▶ [Information provided]:
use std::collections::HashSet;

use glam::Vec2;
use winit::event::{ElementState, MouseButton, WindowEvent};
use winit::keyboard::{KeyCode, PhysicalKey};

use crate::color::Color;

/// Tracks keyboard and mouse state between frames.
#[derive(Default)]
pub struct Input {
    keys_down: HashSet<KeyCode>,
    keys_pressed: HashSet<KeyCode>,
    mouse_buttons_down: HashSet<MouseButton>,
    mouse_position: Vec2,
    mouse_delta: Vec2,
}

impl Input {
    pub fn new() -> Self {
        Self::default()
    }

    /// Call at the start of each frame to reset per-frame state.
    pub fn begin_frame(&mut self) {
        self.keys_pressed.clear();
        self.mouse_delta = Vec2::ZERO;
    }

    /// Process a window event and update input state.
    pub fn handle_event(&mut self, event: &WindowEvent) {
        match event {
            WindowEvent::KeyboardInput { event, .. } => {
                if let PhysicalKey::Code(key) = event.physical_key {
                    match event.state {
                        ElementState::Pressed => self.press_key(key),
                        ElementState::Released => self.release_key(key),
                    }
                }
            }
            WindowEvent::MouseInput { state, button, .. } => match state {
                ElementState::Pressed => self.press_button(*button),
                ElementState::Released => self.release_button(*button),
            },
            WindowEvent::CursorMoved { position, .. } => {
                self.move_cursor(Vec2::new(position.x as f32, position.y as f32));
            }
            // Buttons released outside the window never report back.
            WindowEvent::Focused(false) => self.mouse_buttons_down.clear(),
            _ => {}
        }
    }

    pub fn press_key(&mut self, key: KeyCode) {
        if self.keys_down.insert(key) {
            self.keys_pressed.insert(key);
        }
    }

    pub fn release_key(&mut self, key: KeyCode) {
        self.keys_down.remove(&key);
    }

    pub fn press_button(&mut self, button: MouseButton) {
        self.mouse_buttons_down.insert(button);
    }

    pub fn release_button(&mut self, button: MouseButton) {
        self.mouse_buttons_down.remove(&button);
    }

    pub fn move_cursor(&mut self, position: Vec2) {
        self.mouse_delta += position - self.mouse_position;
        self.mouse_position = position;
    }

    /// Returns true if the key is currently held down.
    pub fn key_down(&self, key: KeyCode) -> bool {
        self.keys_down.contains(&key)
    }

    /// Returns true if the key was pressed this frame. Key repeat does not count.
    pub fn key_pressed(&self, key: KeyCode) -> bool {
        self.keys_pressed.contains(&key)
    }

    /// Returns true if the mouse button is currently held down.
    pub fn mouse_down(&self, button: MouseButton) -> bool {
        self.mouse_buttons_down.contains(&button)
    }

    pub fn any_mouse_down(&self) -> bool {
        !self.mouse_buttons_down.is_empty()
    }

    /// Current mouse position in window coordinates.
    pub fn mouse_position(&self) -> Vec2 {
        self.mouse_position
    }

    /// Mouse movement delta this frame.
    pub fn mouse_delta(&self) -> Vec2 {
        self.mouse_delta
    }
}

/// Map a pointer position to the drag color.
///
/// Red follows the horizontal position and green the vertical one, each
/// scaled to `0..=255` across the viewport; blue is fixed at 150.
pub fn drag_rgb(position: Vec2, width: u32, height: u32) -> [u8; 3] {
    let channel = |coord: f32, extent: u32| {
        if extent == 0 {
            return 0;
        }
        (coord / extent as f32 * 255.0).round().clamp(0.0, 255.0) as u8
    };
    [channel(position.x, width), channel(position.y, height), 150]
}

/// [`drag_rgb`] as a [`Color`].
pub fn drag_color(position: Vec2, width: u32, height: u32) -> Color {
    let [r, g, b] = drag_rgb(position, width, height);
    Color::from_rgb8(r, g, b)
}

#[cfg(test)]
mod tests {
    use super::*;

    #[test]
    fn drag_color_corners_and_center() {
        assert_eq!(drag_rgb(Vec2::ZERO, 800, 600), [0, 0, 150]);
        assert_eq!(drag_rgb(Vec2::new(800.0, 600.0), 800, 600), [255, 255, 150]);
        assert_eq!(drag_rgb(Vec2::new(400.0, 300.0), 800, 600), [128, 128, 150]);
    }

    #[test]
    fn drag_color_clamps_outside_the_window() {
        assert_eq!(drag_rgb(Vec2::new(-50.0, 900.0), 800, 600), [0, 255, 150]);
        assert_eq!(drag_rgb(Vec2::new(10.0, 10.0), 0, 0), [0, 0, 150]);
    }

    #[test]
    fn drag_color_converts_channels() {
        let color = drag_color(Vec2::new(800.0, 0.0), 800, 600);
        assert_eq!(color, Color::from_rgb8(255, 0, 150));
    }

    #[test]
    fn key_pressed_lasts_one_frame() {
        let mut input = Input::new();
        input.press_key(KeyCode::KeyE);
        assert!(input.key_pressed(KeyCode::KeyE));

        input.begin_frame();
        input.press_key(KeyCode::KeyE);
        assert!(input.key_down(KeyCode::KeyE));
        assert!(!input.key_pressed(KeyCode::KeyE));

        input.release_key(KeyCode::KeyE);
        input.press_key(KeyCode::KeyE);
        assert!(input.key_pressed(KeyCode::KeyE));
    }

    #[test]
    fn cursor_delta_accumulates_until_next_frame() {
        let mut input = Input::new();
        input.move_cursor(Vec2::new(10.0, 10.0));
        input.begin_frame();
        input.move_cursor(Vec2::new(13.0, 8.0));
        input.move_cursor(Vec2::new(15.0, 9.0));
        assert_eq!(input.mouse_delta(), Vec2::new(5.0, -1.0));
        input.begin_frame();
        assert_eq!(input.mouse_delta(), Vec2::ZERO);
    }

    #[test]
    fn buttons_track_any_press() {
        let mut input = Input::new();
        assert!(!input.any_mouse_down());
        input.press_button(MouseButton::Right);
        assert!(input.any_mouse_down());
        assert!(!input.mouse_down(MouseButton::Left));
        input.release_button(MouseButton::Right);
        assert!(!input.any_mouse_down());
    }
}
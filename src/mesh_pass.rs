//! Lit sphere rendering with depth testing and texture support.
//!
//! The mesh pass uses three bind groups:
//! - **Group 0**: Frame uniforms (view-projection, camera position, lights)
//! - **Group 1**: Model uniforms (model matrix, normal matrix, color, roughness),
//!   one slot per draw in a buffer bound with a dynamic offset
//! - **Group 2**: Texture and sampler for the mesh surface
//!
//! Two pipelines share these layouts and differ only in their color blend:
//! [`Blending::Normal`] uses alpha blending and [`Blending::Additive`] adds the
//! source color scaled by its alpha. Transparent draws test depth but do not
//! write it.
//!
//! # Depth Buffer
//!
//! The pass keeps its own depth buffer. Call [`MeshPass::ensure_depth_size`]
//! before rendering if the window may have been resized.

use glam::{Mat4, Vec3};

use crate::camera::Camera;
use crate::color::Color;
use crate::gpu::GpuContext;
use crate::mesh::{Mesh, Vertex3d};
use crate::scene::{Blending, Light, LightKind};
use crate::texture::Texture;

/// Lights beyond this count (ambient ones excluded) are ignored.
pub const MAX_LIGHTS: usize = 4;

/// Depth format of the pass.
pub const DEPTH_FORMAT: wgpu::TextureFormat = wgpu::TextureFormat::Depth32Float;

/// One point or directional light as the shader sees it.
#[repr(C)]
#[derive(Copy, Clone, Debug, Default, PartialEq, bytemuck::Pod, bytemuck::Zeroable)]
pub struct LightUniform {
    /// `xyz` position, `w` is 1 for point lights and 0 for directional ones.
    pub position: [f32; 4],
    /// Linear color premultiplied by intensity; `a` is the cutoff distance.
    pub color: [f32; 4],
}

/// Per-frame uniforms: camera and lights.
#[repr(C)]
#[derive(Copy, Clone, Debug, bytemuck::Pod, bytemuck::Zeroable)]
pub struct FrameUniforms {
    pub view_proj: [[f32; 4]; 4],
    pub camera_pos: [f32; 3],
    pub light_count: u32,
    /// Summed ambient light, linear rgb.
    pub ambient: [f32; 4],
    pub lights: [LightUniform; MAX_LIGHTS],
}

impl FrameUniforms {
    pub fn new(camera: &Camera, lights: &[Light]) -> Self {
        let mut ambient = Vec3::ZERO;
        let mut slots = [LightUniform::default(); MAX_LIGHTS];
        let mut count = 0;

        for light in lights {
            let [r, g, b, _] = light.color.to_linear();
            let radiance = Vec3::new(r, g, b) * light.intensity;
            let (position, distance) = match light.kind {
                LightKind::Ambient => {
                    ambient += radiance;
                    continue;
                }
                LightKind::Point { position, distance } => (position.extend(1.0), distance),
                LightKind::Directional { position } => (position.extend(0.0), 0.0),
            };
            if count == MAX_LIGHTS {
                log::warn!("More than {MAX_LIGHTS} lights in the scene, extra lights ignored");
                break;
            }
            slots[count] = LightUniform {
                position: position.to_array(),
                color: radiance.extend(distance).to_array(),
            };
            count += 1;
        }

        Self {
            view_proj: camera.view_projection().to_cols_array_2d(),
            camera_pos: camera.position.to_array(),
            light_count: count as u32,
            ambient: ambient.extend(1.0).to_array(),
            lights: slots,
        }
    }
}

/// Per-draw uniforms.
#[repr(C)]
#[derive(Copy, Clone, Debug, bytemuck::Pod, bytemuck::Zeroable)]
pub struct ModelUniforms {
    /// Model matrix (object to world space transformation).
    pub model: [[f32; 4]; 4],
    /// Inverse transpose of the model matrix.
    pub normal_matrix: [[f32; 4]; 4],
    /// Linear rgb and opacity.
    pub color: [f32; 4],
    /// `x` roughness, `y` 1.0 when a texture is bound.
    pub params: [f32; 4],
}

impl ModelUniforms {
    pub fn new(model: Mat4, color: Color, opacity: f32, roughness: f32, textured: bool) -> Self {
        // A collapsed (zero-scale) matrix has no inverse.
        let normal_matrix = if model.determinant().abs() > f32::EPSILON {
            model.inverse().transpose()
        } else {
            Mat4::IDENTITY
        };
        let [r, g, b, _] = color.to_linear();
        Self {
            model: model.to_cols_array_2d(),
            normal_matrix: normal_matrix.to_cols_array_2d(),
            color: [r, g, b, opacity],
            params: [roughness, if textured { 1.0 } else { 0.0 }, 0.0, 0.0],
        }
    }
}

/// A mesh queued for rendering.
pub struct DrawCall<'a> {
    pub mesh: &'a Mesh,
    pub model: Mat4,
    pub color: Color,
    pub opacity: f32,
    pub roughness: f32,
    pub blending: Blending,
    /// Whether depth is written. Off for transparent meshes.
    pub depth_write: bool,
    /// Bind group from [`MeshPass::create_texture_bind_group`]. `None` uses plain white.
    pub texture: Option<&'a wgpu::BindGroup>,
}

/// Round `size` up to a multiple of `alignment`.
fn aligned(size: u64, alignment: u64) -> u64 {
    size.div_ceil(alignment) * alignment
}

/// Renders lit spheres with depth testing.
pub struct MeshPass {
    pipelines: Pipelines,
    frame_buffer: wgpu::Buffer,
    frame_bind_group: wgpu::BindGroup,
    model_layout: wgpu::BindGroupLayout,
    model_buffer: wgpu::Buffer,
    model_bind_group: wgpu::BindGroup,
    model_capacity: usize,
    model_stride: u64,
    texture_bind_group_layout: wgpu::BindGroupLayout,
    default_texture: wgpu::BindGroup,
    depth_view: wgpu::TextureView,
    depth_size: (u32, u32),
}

▶ [Work instructions]: If a line in the records above contains the word "LightUniform", copy it.

▶ [Solved problem]:
pub struct LightUniform {
    pub lights: [LightUniform; MAX_LIGHTS],
        let mut slots = [LightUniform::default(); MAX_LIGHTS];
            slots[count] = LightUniform {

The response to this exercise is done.